By Benjamin Haller and Franko Koitzsch
Hamburg (dpa) – Hamburg’s Olympic bid team is in a deciding week as support for 2024 Games in the city appears to be dwindling ahead of a referendum set for Sunday.
And that doesn’t even include possible additional concerns in the wake of the terror attacks in Paris.
Support has dropped from 64 per cent in spring to 56 per cent lately as opponents see growing chances of stopping the bid – just as an attempt by Munich to get the 2022 Winter Olympics was vetoed by the public.
Local council sports official Christoph Holstein remains upbeat, saying “the atmosphere in the districts remains pro Olympia” and expecting a good result Sunday.
Holstein does admit that the past months with major scandals around football’s ruling body FIFA, the 2006 World Cup in Germany and widespread doping in Russia have not made things easier.

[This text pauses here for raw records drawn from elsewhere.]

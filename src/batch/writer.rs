//! All-or-nothing batch application on one connection.

use crate::error::StorageError;
use crate::persistence::TransactionalConnection;

use super::outcome::{BatchRejection, FailureStage, RollbackCause, TransactionOutcome};
use super::request::BatchRequest;

/// Applies `request` atomically on `conn`.
///
/// The batch moves through `Started → Applying → {Committed | RolledBack}`:
/// one `begin`, one batched `execute` carrying every record, then one
/// `commit`. Any rejection rolls the whole transaction back, including
/// records that would have succeeded on their own. An empty request commits
/// `0` without touching storage.
///
/// A row count that differs from the number of records is treated as a
/// rejection.
pub async fn write_batch<C>(conn: &mut C, request: BatchRequest) -> TransactionOutcome
where
    C: TransactionalConnection,
{
    let (target, records) = request.into_parts();
    let expected = u64::try_from(records.len()).unwrap_or(u64::MAX);

    if records.is_empty() {
        tracing::debug!(%target, "empty batch, nothing to write");
        return TransactionOutcome::Committed(0);
    }

    if let Err(error) = conn.begin().await {
        tracing::warn!(%target, %error, "could not open transaction");
        return TransactionOutcome::RolledBack(RollbackCause {
            stage: FailureStage::Begin,
            error,
            rollback_error: None,
        });
    }

    let rejection = match conn.execute_batch(&target, &records).await {
        Ok(rows) if rows == expected => None,
        Ok(rows) => Some(BatchRejection::whole_batch(StorageError::Rejected(format!(
            "storage applied {rows} of {expected} records"
        )))),
        Err(rejection) => Some(rejection),
    };

    if let Some(BatchRejection { index, error }) = rejection {
        let rollback_error = roll_back(conn).await;
        tracing::warn!(%target, records = expected, ?index, %error, "batch rolled back");
        return TransactionOutcome::RolledBack(RollbackCause {
            stage: FailureStage::Applying { index },
            error,
            rollback_error,
        });
    }

    match conn.commit().await {
        Ok(()) => {
            tracing::info!(%target, records = expected, "batch committed");
            TransactionOutcome::Committed(expected)
        }
        Err(error) => {
            let rollback_error = if conn.in_transaction() {
                roll_back(conn).await
            } else {
                None
            };
            tracing::warn!(%target, records = expected, %error, "commit refused, batch rolled back");
            TransactionOutcome::RolledBack(RollbackCause {
                stage: FailureStage::Commit,
                error,
                rollback_error,
            })
        }
    }
}

async fn roll_back<C: TransactionalConnection>(conn: &mut C) -> Option<StorageError> {
    match conn.rollback().await {
        Ok(()) => None,
        Err(error) => {
            tracing::error!(%error, "rollback failed");
            Some(error)
        }
    }
}
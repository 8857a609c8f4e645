//! Transactional batch writes.
//!
//! A [`BatchRequest`] is written by [`write_batch`] inside a single
//! transaction. Either every record becomes visible or none does; the
//! result is reported as a [`TransactionOutcome`] value rather than an
//! error so callers always learn which stage failed.

pub mod outcome;
pub mod request;
pub mod writer;

pub use outcome::{BatchRejection, FailureStage, RollbackCause, TransactionOutcome};
pub use request::{BatchRequest, BatchTarget};
pub use writer::write_batch;
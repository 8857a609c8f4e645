//! pgbatch command line entry point.
//!
//! Reads product documents as JSON and writes them through the pool, one at
//! a time or as a single all-or-nothing batch. Results go to stdout as JSON;
//! logs go to stderr.

use std::path::{Path, PathBuf};
use std::sync::Arc;

use anyhow::Context;
use clap::{Parser, Subcommand};
use serde::de::DeserializeOwned;
use tokio::io::AsyncReadExt;
use tracing_subscriber::EnvFilter;

use pgbatch::batch::{BatchRequest, BatchTarget};
use pgbatch::config::{AppConfig, StorageBackend};
use pgbatch::domain::Product;
use pgbatch::persistence::memory::{MemoryManager, MemoryStore};
use pgbatch::persistence::models::StoredRecord;
use pgbatch::persistence::postgres::PgManager;
use pgbatch::pool::{ConnectionManager, Pool};

#[derive(Parser, Debug)]
#[command(
    author,
    version,
    about = "Write JSON product documents to storage, all or nothing."
)]
struct Cli {
    #[command(subcommand)]
    command: Command,
}

#[derive(Subcommand, Debug)]
enum Command {
    /// Insert one product read from a JSON file (`-` for stdin).
    Insert {
        /// Path to a JSON object.
        #[arg(value_name = "FILE")]
        path: PathBuf,
    },
    /// Insert a JSON array of products as one transaction (`-` for stdin).
    Bulk {
        /// Path to a JSON array.
        #[arg(value_name = "FILE")]
        path: PathBuf,
    },
    /// Print every stored product document, in insertion order.
    List,
}

#[tokio::main]
async fn main() -> anyhow::Result<()> {
    // Initialize tracing
    tracing_subscriber::fmt()
        .with_env_filter(
            EnvFilter::try_from_default_env().unwrap_or_else(|_| EnvFilter::new("info")),
        )
        .with_writer(std::io::stderr)
        .init();

    let cli = Cli::parse();

    // Load configuration
    let config = AppConfig::from_env().context("loading configuration")?;
    let target = BatchTarget::new(config.batch_table.as_str(), config.batch_column.as_str())
        .context("BATCH_TABLE / BATCH_COLUMN")?;
    tracing::info!(backend = ?config.backend, %target, "starting pgbatch");

    let output = match config.backend {
        StorageBackend::Postgres => {
            let manager = PgManager::from_url(&config.database_url)?;
            let pool = Pool::connect(manager, config.pool.clone())
                .await
                .context("connecting to PostgreSQL")?;
            let mut checkout = pool.acquire().await?;
            checkout
                .connection_mut()?
                .run_migrations(&config.migrations_dir)
                .await
                .context("applying migrations")?;
            checkout.release()?;
            run(&pool, target, cli.command).await
        }
        StorageBackend::Memory => {
            let store = Arc::new(MemoryStore::new());
            store.add_unique_key(target.table(), "product_id");
            let pool = Pool::connect(MemoryManager::new(store), config.pool.clone()).await?;
            run(&pool, target, cli.command).await
        }
    }?;

    println!("{}", serde_json::to_string_pretty(&output)?);
    Ok(())
}

async fn run<M: ConnectionManager>(
    pool: &Pool<M>,
    target: BatchTarget,
    command: Command,
) -> anyhow::Result<serde_json::Value> {
    let output = match command {
        Command::Insert { path } => {
            let product: Product = read_json(&path).await?;
            let request = BatchRequest::from_serializable(target, std::slice::from_ref(&product))?;
            pool.write_batch(request)
                .await?
                .into_result()
                .with_context(|| format!("inserting product {}", product.product_id))?;
            serde_json::to_value(&product)?
        }
        Command::Bulk { path } => {
            let products: Vec<Product> = read_json(&path).await?;
            let request = BatchRequest::from_serializable(target, &products)?;
            let inserted = pool
                .write_batch(request)
                .await?
                .into_result()
                .with_context(|| format!("inserting {} products", products.len()))?;
            serde_json::json!({ "inserted": inserted })
        }
        Command::List => documents(pool.fetch_records(&target).await?),
    };

    tracing::debug!(stats = ?pool.stats(), "done");
    pool.close();
    Ok(output)
}

/// Stored rows as the bare documents they hold, in sequence order.
fn documents(records: Vec<StoredRecord>) -> serde_json::Value {
    serde_json::Value::Array(records.into_iter().map(|record| record.payload).collect())
}

async fn read_json<T: DeserializeOwned>(path: &Path) -> anyhow::Result<T> {
    let raw = if path == Path::new("-") {
        let mut buf = String::new();
        tokio::io::stdin()
            .read_to_string(&mut buf)
            .await
            .context("reading stdin")?;
        buf
    } else {
        tokio::fs::read_to_string(path)
            .await
            .with_context(|| format!("reading {}", path.display()))?
    };
    serde_json::from_str(&raw).with_context(|| format!("parsing {}", path.display()))
}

That also applies to the November 13 attacks in Paris and the cancellation of a Germany friendly four days later in Hanover over a terror threat.
Holstein hopes that the people of Hamburg and the sailing venue of Kiel will go to the polls in a defiant mood and say “we will not be intimidated. Olympia: now more than ever!”
Hamburg sports union chief Juergen Mantell is optimistic as well, telling dpa that “despite difficult conditions … I believe we will stay at 64 per cent – and more.”
Mantell had in the past even hoped for a support rate of 70 per cent, and the Paris events will likely further add to more modesty.
After all, Hamburg political scientist Kai-Uwe Schnapp said it was impossible to foresee a possible Paris effect.
“It has more to do with the psychological disposition of the people than their political view or their basic feelings towards Olympics,” Schnapp said.
Hamburg is competing with a compact concept of inner-city Games against Los Angeles, Paris, Rome and Budapest, with the deciding vote by the International Olympic Committee in 2017.
Schnapp also warned that the support voiced in the traditional media such as television, radio and print publications may not be an accurate reflection of the realities.
“The view is completely different on Facebook and Twitter,” he said.
Not as united as around the Munich referendum, Hamburg nay-sayers agree that the Games are too expensive but are then divided into opposition for various other reasons ranging from the environment and sustainability to feared major hikes in housing prices.
The various opponents cover the Left and Greens parties, members of second division football club St Pauli, scientists and other activists who voice their view on a multitude of platforms.
Juergen Seifert, who once founded the NOlympia movement before handing the leadership to others, said the timing prevented a more organised approach.
“First everyone believed that Berlin would become the German candidate. Then came the holidays, and then the financial report took ages to be published,” Seifert said.
The overall budget of 11.2 billion euros (11.9 billion dollars) led to some raised eyebrows, with the amount of federal support yet to be finalised and others nmaing the estimates for areas like security too low although the bid team insists that the highest estimate was used everywhere.
The emerging details of the bid make Florian Kasiske of NOlympia confident that the bid can be stopped in the poll in which only German citizens are allowed to participate, and not the many foreigners living in the port city.
“The more the population has heard about the Olympic bid the more sceptical it becomes,” Kasiske said.